Os Estados Unidos publicaram nesta quinta-feira (19) novas regras para certificar alimentos orgânicos, com o objetivo de limitar a fraude na rotulagem.

O Departamento de Agricultura (USDA, na sigla em inglês) disse que o objetivo é "fortalecer a confiança de agricultores e consumidores" no selo "orgânico".

Este pequeno símbolo está associado a produtos que afirmam conter pelo menos 95% de ingredientes orgânicos, provenientes de práticas ecologicamente corretas e livres de organismos geneticamente modificados (OGMs), certos pesticidas ou antibióticos para animais.

O novo texto, que entrará em vigor em março, é a maior atualização das normas sobre alimentos orgânicos desde seu surgimento em 1990, garantiu o USDA.

Prevê, em especial, um controle maior das chamadas importações orgânicas (as regras podem ser diferentes em países menos rigorosos), inspeções reforçadas e melhor rastreabilidade da fazenda até o mercado.

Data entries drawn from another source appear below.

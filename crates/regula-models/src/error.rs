//! Model-related error types

use thiserror::Error;

use regula_core::data::DataError;
use regula_core::formula::FormulaError;

/// Model-related errors
#[derive(Debug, Clone, PartialEq, Error)]
pub enum ModelError {
    /// Formula parsing error
    #[error("Formula error: {0}")]
    Formula(#[from] FormulaError),

    /// Data-related error
    #[error("Data error: {0}")]
    Data(#[from] DataError),

    /// Rank-deficient design matrix
    #[error("Singular design matrix: column '{column}' is linearly dependent on the preceding columns")]
    SingularMatrix {
        /// Name of the first dependent column
        column: String,
    },

    /// Insufficient data for model fitting
    #[error("Not enough data: {n_samples} samples for {n_predictors} predictors")]
    InsufficientData {
        /// Number of samples
        n_samples: usize,
        /// Number of predictors
        n_predictors: usize,
    },

    /// Invalid model or summary configuration
    #[error("Invalid model configuration: {message}")]
    InvalidConfig {
        /// Configuration error message
        message: String,
    },

    /// Numerical computation error
    #[error("Numerical error: {message} (operation: {operation})")]
    NumericalError {
        /// Error message
        message: String,
        /// Operation that failed
        operation: String,
    },
}

impl ModelError {
    pub(crate) fn numerical(message: impl Into<String>, operation: &str) -> Self {
        Self::NumericalError {
            message: message.into(),
            operation: operation.to_string(),
        }
    }

    pub(crate) fn invalid_config(message: impl Into<String>) -> Self {
        Self::InvalidConfig {
            message: message.into(),
        }
    }
}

"A necessidade dessa regulamentação é motivado pelo crescimento do mercado orgânico e pela crescente complexidade das cadeias de abastecimento de produtos orgânicos", enfatizou o USDA.

De acordo com a Associação de Comércio Orgânico (OTA), as vendas de alimentos orgânicos mais que dobraram em dez anos e totalizaram US$ 57,5 bilhões em 2021.

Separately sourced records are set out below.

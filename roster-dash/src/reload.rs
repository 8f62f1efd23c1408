//! Full roster reloads
//!
//! Used at startup, after edits and deletions, when a refresh wait times
//! out, and on the background interval. A failed reload leaves the current
//! snapshot in place.

use std::sync::Arc;
use std::time::Duration;

use roster_common::events::{AdoptOrigin, NoticeLevel};
use roster_common::Result;
use tokio::task::JoinHandle;
use tokio::time::interval;
use tracing::{debug, error, info};

use crate::backend::RosterBackend;
use crate::state::SharedState;

/// Fetch the roster and adopt it. Returns the adopted record count.
///
/// Failures are logged and surfaced as an error notice before being returned.
pub async fn reload_roster(state: &SharedState, backend: &dyn RosterBackend) -> Result<usize> {
    match backend.fetch_artists().await {
        Ok(records) => {
            let count = records.len();
            let pruned = state.adopt(records, AdoptOrigin::Reload).await;
            info!(
                records = count,
                pruned_selections = pruned,
                "Roster reloaded"
            );
            Ok(count)
        }
        Err(e) => {
            error!("Roster reload failed: {}", e);
            state
                .events
                .notify(NoticeLevel::Error, format!("Error loading artists: {}", e));
            Err(e)
        }
    }
}

/// Reload on a fixed interval until the task is aborted
///
/// The first tick fires immediately. Missed ticks are skipped rather than
/// bunched up behind a slow backend.
pub fn spawn_auto_reload(
    state: Arc<SharedState>,
    backend: Arc<dyn RosterBackend>,
    period: Duration,
) -> JoinHandle<()> {
    info!(period_secs = period.as_secs(), "Starting auto reload");

    tokio::spawn(async move {
        let mut timer = interval(period);
        timer.set_missed_tick_behavior(tokio::time::MissedTickBehavior::Skip);

        loop {
            timer.tick().await;
            debug!("Auto reload tick");
            // Failure already reported; keep serving the loaded data
            let _ = reload_roster(&state, backend.as_ref()).await;
        }
    })
}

Esta organização comemorou as novas regras que, conforme garantiu, "irão dissuadir e detectar fraudes e proteger a integridade dos alimentos orgânicos em toda a cadeia de abastecimento".

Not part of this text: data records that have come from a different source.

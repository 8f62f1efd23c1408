//! Configuration loading and backend URL resolution

use crate::{Error, Result};
use serde::{Deserialize, Serialize};
use std::fmt;
use std::path::{Path, PathBuf};
use std::time::Duration;
use tracing::{info, warn};

/// Environment variable overriding the backend URL
pub const BACKEND_URL_ENV: &str = "ROSTER_BACKEND_URL";

/// Environment variable naming the TOML config file
pub const CONFIG_PATH_ENV: &str = "ROSTER_CONFIG";

/// Compiled default backend (the roster web service)
pub const DEFAULT_BACKEND_URL: &str = "http://127.0.0.1:5001";

/// Dashboard configuration, every key optional in TOML
#[derive(Debug, Clone, PartialEq, Serialize, Deserialize)]
#[serde(default)]
pub struct DashConfig {
    pub backend_url: String,
    /// Delay between refresh polling ticks
    pub poll_interval_ms: u64,
    /// Client-side wait limit for a refresh job
    pub refresh_timeout_secs: u64,
    /// Background roster reload cadence
    pub reload_interval_secs: u64,
    /// Rows per page, 0 shows everything
    pub page_size: usize,
    pub visible_columns: Vec<String>,
    pub sort_column: String,
    pub sort_descending: bool,
    /// Names shown in the recent list
    pub recent_count: usize,
    /// Records refreshed by "refresh all"
    pub refresh_all_count: usize,
    /// Target count above which a bulk refresh asks for confirmation
    pub bulk_confirm_threshold: usize,
    pub request_timeout_secs: u64,
    pub logging: LoggingConfig,
}

/// Logging section
#[derive(Debug, Clone, PartialEq, Serialize, Deserialize)]
#[serde(default)]
pub struct LoggingConfig {
    pub level: String,
}

impl Default for LoggingConfig {
    fn default() -> Self {
        Self {
            level: "info".to_string(),
        }
    }
}

impl Default for DashConfig {
    fn default() -> Self {
        Self {
            backend_url: DEFAULT_BACKEND_URL.to_string(),
            poll_interval_ms: 3000,
            refresh_timeout_secs: 120,
            reload_interval_secs: 60,
            page_size: 50,
            visible_columns: [
                "name",
                "instagram_followers",
                "spotify_followers",
                "spotify_listeners",
                "twitter_followers",
                "updated_at",
            ]
            .iter()
            .map(|c| c.to_string())
            .collect(),
            sort_column: "updated_at".to_string(),
            sort_descending: true,
            recent_count: 5,
            refresh_all_count: 5,
            bulk_confirm_threshold: 10,
            request_timeout_secs: 30,
            logging: LoggingConfig::default(),
        }
    }
}

impl DashConfig {
    /// Parse and validate a TOML document
    pub fn from_toml_str(content: &str) -> Result<Self> {
        let config: DashConfig = toml::from_str(content)
            .map_err(|e| Error::Config(format!("Parse TOML failed: {}", e)))?;
        config.validate()?;
        Ok(config)
    }

    /// Load a TOML file; a missing file yields `Ok(None)`
    pub fn load_file(path: &Path) -> Result<Option<Self>> {
        if !path.exists() {
            return Ok(None);
        }
        let content = std::fs::read_to_string(path)?;
        Self::from_toml_str(&content).map(Some)
    }

    fn validate(&self) -> Result<()> {
        if self.poll_interval_ms == 0 {
            return Err(Error::Config(
                "poll_interval_ms must be positive".to_string(),
            ));
        }
        if self.reload_interval_secs == 0 {
            return Err(Error::Config(
                "reload_interval_secs must be positive".to_string(),
            ));
        }
        if self.backend_url.trim().is_empty() {
            return Err(Error::Config("backend_url must not be empty".to_string()));
        }
        Ok(())
    }

    pub fn poll_interval(&self) -> Duration {
        Duration::from_millis(self.poll_interval_ms)
    }

    pub fn refresh_timeout(&self) -> Duration {
        Duration::from_secs(self.refresh_timeout_secs)
    }

    pub fn reload_interval(&self) -> Duration {
        Duration::from_secs(self.reload_interval_secs)
    }

    pub fn request_timeout(&self) -> Duration {
        Duration::from_secs(self.request_timeout_secs)
    }

    /// Backend URL without a trailing slash, ready for path joining
    pub fn base_url(&self) -> &str {
        self.backend_url.trim().trim_end_matches('/')
    }
}

/// Locate the config file:
/// 1. Command-line argument (highest priority)
/// 2. Environment variable
/// 3. Platform config directory (`<config dir>/roster/config.toml`)
pub fn config_file_path(cli_arg: Option<&Path>) -> Option<PathBuf> {
    if let Some(path) = cli_arg {
        return Some(path.to_path_buf());
    }

    if let Ok(path) = std::env::var(CONFIG_PATH_ENV) {
        return Some(PathBuf::from(path));
    }

    dirs::config_dir().map(|d| d.join("roster").join("config.toml"))
}

/// Where the loaded configuration came from
#[derive(Debug, Clone, PartialEq, Eq)]
pub enum ConfigOrigin {
    /// Parsed from this file
    File(PathBuf),
    /// No file at `path`; `explicit` when the path was asked for by name
    Missing { path: PathBuf, explicit: bool },
    /// No config location could be determined
    Defaults,
}

impl ConfigOrigin {
    /// Emit the load diagnostic; call once a subscriber is installed
    pub fn log(&self) {
        match self {
            ConfigOrigin::Missing { explicit: true, .. } => warn!("{}", self),
            _ => info!("{}", self),
        }
    }
}

impl fmt::Display for ConfigOrigin {
    fn fmt(&self, f: &mut fmt::Formatter<'_>) -> fmt::Result {
        match self {
            ConfigOrigin::File(path) => write!(f, "Loaded configuration from {}", path.display()),
            ConfigOrigin::Missing {
                path,
                explicit: true,
            } => write!(
                f,
                "Config file not found: {} (using defaults)",
                path.display()
            ),
            ConfigOrigin::Missing {
                path,
                explicit: false,
            } => write!(f, "No config file at {} (using defaults)", path.display()),
            ConfigOrigin::Defaults => write!(f, "No config location (using defaults)"),
        }
    }
}

/// Load configuration and resolve the backend URL in priority order:
/// 1. Command-line argument
/// 2. Environment variable
/// 3. TOML config file
/// 4. Compiled default
///
/// Nothing is logged here. The returned origin carries the diagnostic so it
/// can be reported after tracing is set up with the configured level.
pub fn load_config(
    cli_config: Option<&Path>,
    cli_backend: Option<&str>,
) -> Result<(DashConfig, ConfigOrigin)> {
    let (mut config, origin) = match config_file_path(cli_config) {
        Some(path) => match DashConfig::load_file(&path)? {
            Some(config) => (config, ConfigOrigin::File(path)),
            None => (
                DashConfig::default(),
                ConfigOrigin::Missing {
                    path,
                    explicit: cli_config.is_some(),
                },
            ),
        },
        None => (DashConfig::default(), ConfigOrigin::Defaults),
    };

    if let Ok(url) = std::env::var(BACKEND_URL_ENV) {
        if !url.trim().is_empty() {
            config.backend_url = url;
        }
    }

    if let Some(url) = cli_backend {
        config.backend_url = url.to_string();
    }

    config.validate()?;
    Ok((config, origin))
}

Por exemplo, o Departamento de Justiça americano acusou, no início de janeiro, empresas e indivíduos sediados em Dubai e na Turquia de terem comprado, entre 2015 e 2017, soja e milho convencionais no Leste Europeu para revenda nos Estados Unidos sob o rótulo orgânico, beneficiando-se de preços mais elevados.

"Quando os golpistas abusam do sistema, botam em dúvida a integridade do rótulo orgânico e põem em risco o futuro da indústria como um todo", disse Chellie Pingree, parlamentar democrata na Câmara dos Representantes pelo estado do Maine e agricultora orgânica.

Cumprir com as regras para conseguir a etiqueta "requer tempo e dinheiro", disse em um comunicado. E para os consumidores, os alimentos orgânicos costumam ser mais caros.